**Required work**
After repeating the line containing "pub struct LibraryEntry", stop; until then, repeat each line of the listing below exactly, starting with the first.
*** Records for this task Section Begins ***
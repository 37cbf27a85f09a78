use serde_json::{Map, Value};
use crate::error::{Result, SwitchError};
use crate::manifest::ManifestSnapshot;
use crate::mode::Mode;
use crate::util::{package_name, strip_local_prefix};

/// One managed dependency, as declared in the `libswitch` section of
/// `package.json`.
#[derive(Debug, Clone, PartialEq, Eq)]
pub struct LibraryEntry {
    /// Name of the library. Also the key looked up in the dependency sections.
    pub name: String,
    /// Installer specifier for the local checkout, e.g. `file:../ui-kit`.
    pub local_target: String,
    /// Installer specifier for the published version, e.g. `ui-kit@^2`.
    pub remote_target: String,
    /// Entry point relative to the local checkout, e.g. `src/index.ts`.
    pub alias_path: Option<String>,
}

impl LibraryEntry {
    pub fn new(name: &str, local_target: &str, remote_target: &str) -> LibraryEntry {
        LibraryEntry {
            name: name.to_string(),
            local_target: local_target.to_string(),
            remote_target: remote_target.to_string(),
            alias_path: None,
        }
    }

    pub fn with_alias(mut self, alias_path: &str) -> LibraryEntry {
        self.alias_path = Some(alias_path.to_string()).filter(|a| !a.is_empty());
        self
    }

    /// The specifier to hand to the installer for `mode`.
    pub fn target(&self, mode: Mode) -> &str {
        match mode {
            Mode::Local => &self.local_target,
            Mode::Remote => &self.remote_target,
        }
    }

    /// The local checkout directory, i.e. the local target without `file:`.
    pub fn local_base(&self) -> &str {
        strip_local_prefix(&self.local_target)
    }

    /// The package name the remote target installs under, if derivable.
    pub fn package_name(&self) -> Option<&str> {
        package_name(&self.remote_target)
    }

    fn validate(&self) -> Result<()> {
        let name = if self.name.is_empty() { "unknown" } else { self.name.as_str() };
        let required = [
            ("name", &self.name),
            ("local", &self.local_target),
            ("remote", &self.remote_target),
        ];
        for (field, value) in required {
            if value.is_empty() {
                return Err(SwitchError::InvalidLibraryConfig {
                    name: name.to_string(),
                    field,
                });
            }
        }
        Ok(())
    }
}

/// The libraries under engine control, in declaration order.
#[derive(Debug, Clone, Default, PartialEq)]
pub struct Registry {
    entries: Vec<LibraryEntry>,
}

impl Registry {
    /// Builds the registry from the `libswitch` section of a manifest.
    ///
    /// The section may hold a single record or a list of records. A missing
    /// section yields an empty registry.
    ///
    /// # Errors
    /// [`SwitchError::InvalidLibraryConfig`] for the first malformed record;
    /// nothing is registered in that case.
    pub fn build(snapshot: &ManifestSnapshot) -> Result<Registry> {
        let records: Vec<&Value> = match &snapshot.libswitch {
            None | Some(Value::Null) => Vec::new(),
            Some(Value::Array(list)) => list.iter().collect(),
            Some(record @ Value::Object(_)) => vec![record],
            Some(_) => return Err(malformed_section()),
        };
        let entries = records
            .into_iter()
            .map(|record| match record {
                Value::Object(fields) => Ok(entry_from_fields(fields)),
                _ => Err(malformed_section()),
            })
            .collect::<Result<Vec<_>>>()?;
        Registry::from_entries(entries)
    }

    /// Builds a registry from already-parsed entries, validating each.
    ///
    /// A repeated name replaces the earlier entry but keeps its position.
    pub fn from_entries(entries: Vec<LibraryEntry>) -> Result<Registry> {
        let mut registry = Registry::default();
        for entry in entries {
            entry.validate()?;
            match registry.entries.iter_mut().find(|e| e.name == entry.name) {
                Some(existing) => *existing = entry,
                None => registry.entries.push(entry),
            }
        }
        Ok(registry)
    }

    /// Registered names in declaration order.
    pub fn names(&self) -> Vec<&str> {
        self.entries.iter().map(|e| e.name.as_str()).collect()
    }

    /// Looks up a library by name.
    pub fn get(&self, name: &str) -> Result<&LibraryEntry> {
        self.entries
            .iter()
            .find(|e| e.name == name)
            .ok_or_else(|| SwitchError::LibraryNotFound { name: name.to_string() })
    }

    pub fn iter(&self) -> impl Iterator<Item = &LibraryEntry> {
        self.entries.iter()
    }

    pub fn len(&self) -> usize {
        self.entries.len()
    }

    pub fn is_empty(&self) -> bool {
        self.entries.is_empty()
    }
}

fn malformed_section() -> SwitchError {
    SwitchError::InvalidLibraryConfig {
        name: "unknown".to_string(),
        field: "libswitch",
    }
}

fn entry_from_fields(fields: &Map<String, Value>) -> LibraryEntry {
    let field = |key: &str| {
        fields
            .get(key)
            .and_then(Value::as_str)
            .unwrap_or_default()
            .to_string()
    };
    LibraryEntry {
        name: field("name"),
        local_target: field("local"),
        remote_target: field("remote"),
        alias_path: Some(field("alias")).filter(|a| !a.is_empty()),
    }
}
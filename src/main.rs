mod cli;
mod execute;

use clap::Parser;
use tracing_subscriber::EnvFilter;
use crate::cli::CLI;
use anyhow::Result;

#[tokio::main(flavor = "current_thread")]
async fn main() -> Result<()>{
    let cli = CLI::parse();
    init_tracing(cli.verbose);
    execute::execute(cli).await
}

fn init_tracing(verbose: u8) {
    let default = match verbose {
        0 => "warn",
        1 => "info",
        _ => "debug",
    };
    let env_filter = EnvFilter::try_from_env("LIBSWITCH_LOG").unwrap_or_else(|_| EnvFilter::new(default));
    let _ = tracing_subscriber::fmt()
        .with_env_filter(env_filter)
        .with_target(false)
        .with_writer(std::io::stderr)
        .try_init();
}
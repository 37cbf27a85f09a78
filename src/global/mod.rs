//! User-wide state: the global configuration directory and the settings
//! file stored in it.

pub mod utils;
pub mod config;
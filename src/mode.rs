use std::fmt;
use std::str::FromStr;
use crate::manifest::ManifestSnapshot;
use crate::registry::LibraryEntry;
use crate::util::LOCAL_PREFIX;

/// How a dependency is currently resolved.
///
/// Never stored: always recomputed from a [`ManifestSnapshot`].
#[derive(Debug, Clone, Copy, PartialEq, Eq, Hash)]
pub enum Mode {
    /// Installed from a path on this machine (`file:` specifier).
    Local,
    /// Installed from the package registry.
    Remote,
}

impl Mode {
    pub fn as_str(&self) -> &'static str {
        match self {
            Mode::Local => "local",
            Mode::Remote => "remote",
        }
    }
}

impl fmt::Display for Mode {
    fn fmt(&self, f: &mut fmt::Formatter<'_>) -> fmt::Result {
        f.write_str(self.as_str())
    }
}

impl FromStr for Mode {
    type Err = String;

    fn from_str(s: &str) -> Result<Self, Self::Err> {
        match s {
            "local" => Ok(Mode::Local),
            "remote" => Ok(Mode::Remote),
            other => Err(format!("unknown mode `{other}`, expected `local` or `remote`")),
        }
    }
}

/// Returns `true` if `key` is declared with a `file:` specifier.
///
/// Undeclared dependencies are remote.
pub fn is_local(snapshot: &ManifestSnapshot, key: &str) -> bool {
    snapshot
        .dependency(key)
        .is_some_and(|spec| spec.starts_with(LOCAL_PREFIX))
}

/// Resolves the mode of a registered library.
///
/// The library's own name is looked up first. When the manifest doesn't
/// declare it, the package name of the remote target is tried, so a library
/// registered as `A` with remote `pkg-a` follows the `pkg-a` declaration.
pub fn resolve(snapshot: &ManifestSnapshot, entry: &LibraryEntry) -> Mode {
    let key = if snapshot.dependency(&entry.name).is_some() {
        Some(entry.name.as_str())
    } else {
        entry.package_name()
    };
    match key {
        Some(key) if is_local(snapshot, key) => Mode::Local,
        _ => Mode::Remote,
    }
}
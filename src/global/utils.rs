use std::path::PathBuf;
use anyhow::{anyhow, Result};
use directories::ProjectDirs;

/// Environment variable overriding the location of the global config file.
pub const CONFIG_ENV: &str = "LIBSWITCH_CONFIG";

pub fn get_global_config_dir() -> Result<PathBuf> {
    let proj_dirs = ProjectDirs::from("org", "libswitch", "libswitch")
        .ok_or_else(|| anyhow!("Could not get project directories"))?;
    Ok(proj_dirs.config_dir().to_path_buf())
}

/// Returns the path of the global `config.toml`.
///
/// `LIBSWITCH_CONFIG` wins over the platform config directory.
pub fn get_global_config_file() -> Result<PathBuf> {
    match std::env::var_os(CONFIG_ENV) {
        Some(path) if !path.is_empty() => Ok(PathBuf::from(path)),
        _ => Ok(get_global_config_dir()?.join("config.toml")),
    }
}
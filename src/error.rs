//! Error types for the switching engine.
//!
//! Every failure names the library, target or file it concerns so the CLI can
//! print it without looking into engine internals.

use std::path::PathBuf;
use thiserror::Error;

/// Everything that can go wrong while loading a project or switching a library.
#[derive(Debug, Error)]
pub enum SwitchError {
    #[error("could not find package.json in {} or any parent directory", start.display())]
    ManifestNotFound { start: PathBuf },

    #[error("failed to read {}: {source}", path.display())]
    ManifestRead {
        path: PathBuf,
        #[source]
        source: std::io::Error,
    },

    #[error("failed to parse {}: {source}", path.display())]
    ManifestParse {
        path: PathBuf,
        #[source]
        source: serde_json::Error,
    },

    #[error("library {name} missing config: {field}")]
    InvalidLibraryConfig { name: String, field: &'static str },

    #[error("library \"{name}\" not found in config")]
    LibraryNotFound { name: String },

    #[error("failed to install {target}: {cause}")]
    InstallFailed { target: String, cause: String },

    #[error("failed to parse {}: {cause}", path.display())]
    AliasConfigParse { path: PathBuf, cause: String },

    #[error("failed to write {}: {source}", path.display())]
    AliasConfigWrite {
        path: PathBuf,
        #[source]
        source: std::io::Error,
    },
}

/// Result alias used across the engine.
pub type Result<T> = std::result::Result<T, SwitchError>;

impl SwitchError {
    /// Failures that stop the engine from being constructed at all.
    pub fn is_fatal(&self) -> bool {
        matches!(
            self,
            SwitchError::ManifestNotFound { .. }
                | SwitchError::ManifestRead { .. }
                | SwitchError::ManifestParse { .. }
                | SwitchError::InvalidLibraryConfig { .. }
        )
    }
}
*** Records for this task Section Ends ***
**Solution for this problem**
repository 37cbf27a85f09a78
use serde_json::{Map, Value};
use crate::error::{Result, SwitchError};
use crate::manifest::ManifestSnapshot;
use crate::mode::Mode;
use crate::util::{package_name, strip_local_prefix};

/// One managed dependency, as declared in the `libswitch` section of
/// `package.json`.
#[derive(Debug, Clone, PartialEq, Eq)]
pub struct LibraryEntry {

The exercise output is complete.